Dalam peninjauan tersebut, Junaidi memastikan bahwa pihaknya telah mengambil langkah cepat untuk merespons situasi dengan menambah armada kapal di lintasan Punggur–Tanjung Uban.
"Tadi KMP Persada Nusantara sudah jalan pukul 07.30 WIB, dan ditambah lagi KMP Senangin yang biasanya melayani rute Punggur–Dabo pada malam hari, kini dioperasikan siang ini untuk membantu mengatasi lonjakan," jelasnya kepada awak media, kemarin.

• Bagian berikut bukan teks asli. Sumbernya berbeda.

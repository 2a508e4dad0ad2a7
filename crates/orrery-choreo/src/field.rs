//! Particle field: one immutable record per particle
//!
//! Built exactly once from a ring table and a seed. The particle `id` is
//! dense (0..total) and doubles as the instanced-buffer slot, so the flat
//! Vec here is the arena and the index is the identity.

use crate::ring::{self, Ring};
use orrery_core::{Result, SeededRng, Vec3};

/// Per-particle state, immutable for the session
#[derive(Debug, Clone, PartialEq)]
pub struct ParticleState {
    /// Dense index; also the instanced transform buffer slot
    pub id: u32,
    pub ring_index: usize,
    /// Initial angular position on the ring, evenly spaced
    pub angle_on_ring: f32,
    /// Reference position for the Scattered phase
    pub scattered_pos: Vec3,
    /// Reference position for the Dissolving/Drifting phases
    pub dispersed_pos: Vec3,
    /// Per-particle stagger in [0, 0.3)
    pub phase_offset: f32,
    /// Base render scale in [0.6, 1.2)
    pub scale: f32,
    /// Small per-axis self-spin, rad/s
    pub rotation_speed: Vec3,
    /// Seed for the drifting-phase wander bands
    pub seed: u32,
}

/// The full particle arena plus the ring table it was built from
pub struct ParticleField {
    particles: Vec<ParticleState>,
    rings: Vec<Ring>,
}

impl ParticleField {
    /// Build every particle record from the ring table and seed.
    /// Deterministic: the same `(rings, seed)` pair reproduces the field
    /// exactly.
    pub fn new(rings: Vec<Ring>, seed: u32) -> Result<Self> {
        if rings.is_empty() {
            return Err(orrery_core::OrreryError::EmptyRingTable);
        }
        for ring in &rings {
            ring.validate()?;
        }

        let total: usize = rings.iter().map(|r| r.particle_count).sum();
        let mut particles = Vec::with_capacity(total);
        let mut rng = SeededRng::new(seed);
        let mut id: u32 = 0;

        for (ring_index, ring) in rings.iter().enumerate() {
            for slot in 0..ring.particle_count {
                let angle = ring::slot_angle(slot, ring.particle_count);
                let home = ring::position_on_ring(ring, angle);

                // Scattered: a wide jittered cloud loosely around the home
                // point so the pre-formation drift already aims somewhere
                // sensible.
                let scattered_pos = home
                    + Vec3::new(
                        rng.range(-9.0, 9.0),
                        rng.range(-5.0, 5.0),
                        rng.range(-9.0, 9.0),
                    );

                // Dispersed: pushed outward from center with a tighter jitter
                let dispersed_pos = home * rng.range(1.6, 2.4)
                    + Vec3::new(
                        rng.range(-2.0, 2.0),
                        rng.range(-1.5, 1.5),
                        rng.range(-2.0, 2.0),
                    );

                particles.push(ParticleState {
                    id,
                    ring_index,
                    angle_on_ring: angle,
                    scattered_pos,
                    dispersed_pos,
                    phase_offset: rng.range(0.0, 0.3),
                    scale: rng.range(0.6, 1.2),
                    rotation_speed: Vec3::new(
                        rng.range(-0.8, 0.8),
                        rng.range(-0.8, 0.8),
                        rng.range(-0.8, 0.8),
                    ),
                    seed: id.wrapping_mul(0x9E37_79B9).wrapping_add(seed),
                });
                id += 1;
            }
        }

        Ok(Self { particles, rings })
    }

    pub fn particles(&self) -> &[ParticleState] {
        &self.particles
    }

    pub fn rings(&self) -> &[Ring] {
        &self.rings
    }

    pub fn len(&self) -> usize {
        self.particles.len()
    }

    pub fn is_empty(&self) -> bool {
        self.particles.is_empty()
    }

    /// Live assembled-formation position at `time`.
    ///
    /// Self-spin on the ring, then the ring tumbling as a rigid body with
    /// sequential X, Y, Z rotations (this exact order is what the formation's
    /// look depends on; the rotations do not commute), then the orbital
    /// offset of the ring center.
    pub fn assembled_position(&self, particle: &ParticleState, time: f32) -> Vec3 {
        let ring = &self.rings[particle.ring_index];
        let angle = particle.angle_on_ring + time * ring.rotation_speed * 0.5;
        ring::position_on_ring(ring, angle)
            .rotated_x(time * ring.rotation_speed * 0.3)
            .rotated_y(time * ring.rotation_speed * 0.5)
            .rotated_z(time * ring.rotation_speed * 0.2 * ring.orbital_direction)
            + ring::orbital_offset(ring, time)
    }
}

Junaidi juga mengingatkan pentingnya kesiapsiagaan menjelang libur panjang berikutnya pada 29 Mei hingga 1 Juni 2025, dan menekankan pentingnya koordinasi lintas lembaga dalam mengantisipasi lonjakan arus kendaraan dan penumpang.
"Kalau bisa, kejadian seperti ini tidak terulang. Lebaran sukses, Natal sukses, masa libur Waisak saja yang sempat terganggu. Hari ini kita upayakan agar semuanya bisa terurai," tegasnya.
Ia mengimbau agar ASDP, operator swasta (GN), KSOP, dan BPTD segera menyusun rencana koordinasi yang lebih matang agar tidak terjadi kemacetan serupa.
Kritik Regulasi dan Pembagian Kewenangan
Junaidi juga menyuarakan keprihatinan terhadap kompleksitas regulasi dan tumpang tindih kewenangan antara KSOP dan BPTD. Menurutnya, kondisi ini menyulitkan operator kapal yang harus mengurus jadwal ke BPTD, sementara untuk Surat Persetujuan Berlayar (SPB) harus ke KSOP.
"Dulu cukup ke BPTD saja. Sekarang harus ke dua lembaga berbeda. Kami minta ke pemerintah pusat agar ini cukup satu pintu saja, supaya koordinasi lebih mudah, terutama saat situasi darurat," jelasnya.
Ia menilai bahwa pembagian kewenangan yang tidak efisien ini justru dapat memperlambat penanganan situasi kritis dan menghambat kelancaran operasional pelabuhan.
Dalam kesempatan tersebut, Junaidi juga menyoroti pentingnya peningkatan kualitas dan performa kapal yang melayani wilayah Kepri. Meskipun mengakui bahwa seluruh kapal telah memenuhi standar teknis, ia menilai bahwa Kepri layak mendapat armada yang lebih modern.
"Kalau Kepri ini disebut jendela utama Indonesia, ya performanya juga harus mencerminkan itu. Buat seperti kapal-kapal KMP Merak atau Bakauheni. Canggih-canggih dan nyaman," katanya.
Ia berharap Kementerian Perhubungan bisa mendatangkan kapal-kapal berteknologi tinggi untuk melayani lintasan pendek namun padat penumpang seperti Telaga Punggur – Tanjung Uban, demi menciptakan layanan transportasi laut yang aman, cepat, dan nyaman.